* [WORK TO COMPLETE]: Among the entries below, count each line holding the word "data". Write only the number.

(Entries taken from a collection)
+ + + +
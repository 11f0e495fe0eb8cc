//! Manual signaling exchange
//!
//! When no shared room or relay exists, two devices can still pair by
//! passing a small text blob out of band (chat, email, a QR on paper). The
//! blob is standard base64 over a JSON payload carrying the sender's access
//! token and identity:
//!
//! ```json
//! { "token": "...", "peerId": "...", "name": "...",
//!   "deviceType": "...", "browser": "...", "os": "...", "timestamp": 0 }
//! ```
//!
//! The creator shares its blob and waits up to [`WAIT_TIMEOUT`] for the
//! joiner's answer blob (same format, the joiner's identity). Each side
//! registers a `MANUAL-{other peer id}` connection, so a completed exchange
//! is symmetric. The wait is cancellable; an expired or cancelled exchange
//! registers nothing and can simply be started again.

use std::sync::atomic::{AtomicBool, Ordering};
use std::sync::Arc;
use std::time::{SystemTime, UNIX_EPOCH};

use base64::engine::general_purpose::STANDARD as BASE64;
use base64::Engine;
use serde::{Deserialize, Serialize};
use thiserror::Error;
use tokio::time::{Duration, Instant};
use tokio_util::sync::CancellationToken;
use tracing::{debug, info, instrument};

use crate::app::state::EventSink;
use crate::net::connection::{
    ChannelKind, Connection, ConnectionRegistry, DeviceClass, DiscoveredPeer,
};
use crate::net::identity::PeerIdentity;

/// How long the creator waits for an answer blob.
pub const WAIT_TIMEOUT: Duration = Duration::from_secs(60);

/// Manual-exchange errors. All user-visible and recoverable.
#[derive(Error, Debug, PartialEq, Eq)]
pub enum ManualError {
    /// Not base64, not UTF-8, or not the expected JSON.
    #[error("connection data is not valid")]
    Malformed,

    /// Payload decoded but a required field is missing or empty.
    #[error("connection data is missing {0}")]
    MissingField(&'static str),

    /// The 60-second wait elapsed before the answer arrived.
    #[error("manual connection wait timed out")]
    Expired,

    /// The wait was cancelled locally.
    #[error("manual connection cancelled")]
    Cancelled,
}

/// The decoded signaling payload.
#[derive(Debug, Clone, PartialEq, Serialize, Deserialize)]
pub struct SignalPayload {
    #[serde(default)]
    pub token: String,
    #[serde(rename = "peerId", default)]
    pub peer_id: String,
    #[serde(default)]
    pub name: String,
    #[serde(rename = "deviceType", default)]
    pub device_class: DeviceClass,
    #[serde(rename = "browser", default)]
    pub browser_name: String,
    #[serde(rename = "os", default)]
    pub os_name: String,
    /// Milliseconds since the Unix epoch at creation. Informational only;
    /// freshness is enforced by the creator's wait timer, not the payload.
    #[serde(default)]
    pub timestamp: u64,
}

impl SignalPayload {
    /// Builds the payload advertising the given identity.
    #[must_use]
    pub fn for_identity(identity: &PeerIdentity, timestamp: u64) -> Self {
        Self {
            token: identity.token.clone(),
            peer_id: identity.id.clone(),
            name: identity.name.clone(),
            device_class: identity.device_class,
            browser_name: identity.browser_name.clone(),
            os_name: identity.os_name.clone(),
            timestamp,
        }
    }

    /// The peer info carried by this payload.
    #[must_use]
    pub fn peer_info(&self) -> DiscoveredPeer {
        DiscoveredPeer::new(
            self.peer_id.clone(),
            self.name.clone(),
            self.device_class,
            self.browser_name.clone(),
            self.os_name.clone(),
        )
        .sanitized()
    }
}

/// Encodes a copy/paste-safe blob for the given identity.
#[must_use]
pub fn create_blob(identity: &PeerIdentity, timestamp: u64) -> String {
    let payload = SignalPayload::for_identity(identity, timestamp);
    // Serialization of a plain struct with string and integer fields cannot
    // fail; fall back to an empty object rather than propagating.
    let json = serde_json::to_string(&payload).unwrap_or_else(|_| "{}".to_string());
    BASE64.encode(json)
}

/// Decodes and validates pasted connection data.
///
/// Surrounding whitespace is tolerated. `token` and `peerId` must be present
/// and non-empty; everything else defaults.
pub fn parse_blob(text: &str) -> Result<SignalPayload, ManualError> {
    let bytes = BASE64
        .decode(text.trim())
        .map_err(|_| ManualError::Malformed)?;
    let json = String::from_utf8(bytes).map_err(|_| ManualError::Malformed)?;
    let payload: SignalPayload =
        serde_json::from_str(&json).map_err(|_| ManualError::Malformed)?;

    if payload.token.trim().is_empty() {
        return Err(ManualError::MissingField("token"));
    }
    if payload.peer_id.trim().is_empty() {
        return Err(ManualError::MissingField("peerId"));
    }
    Ok(payload)
}

/// Milliseconds since the Unix epoch, for payload timestamps.
#[must_use]
pub fn now_ms() -> u64 {
    SystemTime::now()
        .duration_since(UNIX_EPOCH)
        .map(|d| d.as_millis() as u64)
        .unwrap_or(0)
}

/// Result of joining with a pasted blob: the registered connection plus the
/// answer blob to hand back to the creator.
#[derive(Debug)]
pub struct ManualJoin {
    pub connection: Connection,
    pub answer_blob: String,
}

/// Joins an exchange from the other side: registers `MANUAL-{creator}` and
/// produces the answer blob that completes the creator's wait.
#[instrument(skip(identity, registry, blob_text))]
pub fn join_with_blob(
    identity: &PeerIdentity,
    registry: &ConnectionRegistry,
    blob_text: &str,
) -> Result<ManualJoin, ManualError> {
    let payload = parse_blob(blob_text)?;
    let connection = Connection::from_peer(ChannelKind::Manual, &payload.peer_info());
    registry.insert(connection.clone());
    info!(peer = %payload.peer_id, "Joined manual exchange");

    Ok(ManualJoin {
        connection,
        answer_blob: create_blob(identity, now_ms()),
    })
}

struct ExchangeInner {
    deadline: Instant,
    completed: AtomicBool,
    cancel: CancellationToken,
}

/// The creator's side of a manual exchange: a shared blob plus a bounded,
/// cancellable wait for the answer.
#[derive(Clone)]
pub struct ManualExchange {
    inner: Arc<ExchangeInner>,
}

impl ManualExchange {
    /// Starts an exchange, returning the wait handle and the blob to share.
    #[must_use]
    pub fn start(identity: &PeerIdentity) -> (Self, String) {
        let blob = create_blob(identity, now_ms());
        let exchange = Self {
            inner: Arc::new(ExchangeInner {
                deadline: Instant::now() + WAIT_TIMEOUT,
                completed: AtomicBool::new(false),
                cancel: CancellationToken::new(),
            }),
        };
        debug!("Manual exchange started");
        (exchange, blob)
    }

    /// Completes the exchange with the joiner's answer payload, registering
    /// `MANUAL-{joiner}` locally.
    #[instrument(skip(self, registry, answer))]
    pub fn complete(
        &self,
        registry: &ConnectionRegistry,
        answer: SignalPayload,
    ) -> Result<Connection, ManualError> {
        if self.inner.cancel.is_cancelled() {
            return Err(ManualError::Cancelled);
        }
        if Instant::now() > self.inner.deadline {
            return Err(ManualError::Expired);
        }

        let connection = Connection::from_peer(ChannelKind::Manual, &answer.peer_info());
        registry.insert(connection.clone());
        self.inner.completed.store(true, Ordering::Relaxed);
        info!(peer = %answer.peer_id, "Manual exchange completed");
        Ok(connection)
    }

    /// Stops the wait. Completing afterwards fails with `Cancelled`.
    pub fn cancel(&self) {
        self.inner.cancel.cancel();
        debug!("Manual exchange cancelled");
    }

    /// Whether the wait has been cancelled.
    #[must_use]
    pub fn is_cancelled(&self) -> bool {
        self.inner.cancel.is_cancelled()
    }

    /// Spawns the timeout watcher: if the wait expires uncancelled and
    /// uncompleted, a warning notice is emitted. Cancellation ends the task
    /// silently.
    pub fn watch(&self, events: EventSink) -> tokio::task::JoinHandle<()> {
        let inner = Arc::clone(&self.inner);
        tokio::spawn(async move {
            tokio::select! {
                biased;
                _ = inner.cancel.cancelled() => {}
                _ = tokio::time::sleep_until(inner.deadline) => {
                    if !inner.completed.load(Ordering::Relaxed) {
                        events.warning("Manual connection wait timed out");
                    }
                }
            }
        })
    }
}

impl std::fmt::Debug for ManualExchange {
    fn fmt(&self, f: &mut std::fmt::Formatter<'_>) -> std::fmt::Result {
        f.debug_struct("ManualExchange")
            .field("completed", &self.inner.completed.load(Ordering::Relaxed))
            .field("cancelled", &self.inner.cancel.is_cancelled())
            .finish()
    }
}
+ + + +
* [TASK SOLUTION]: 3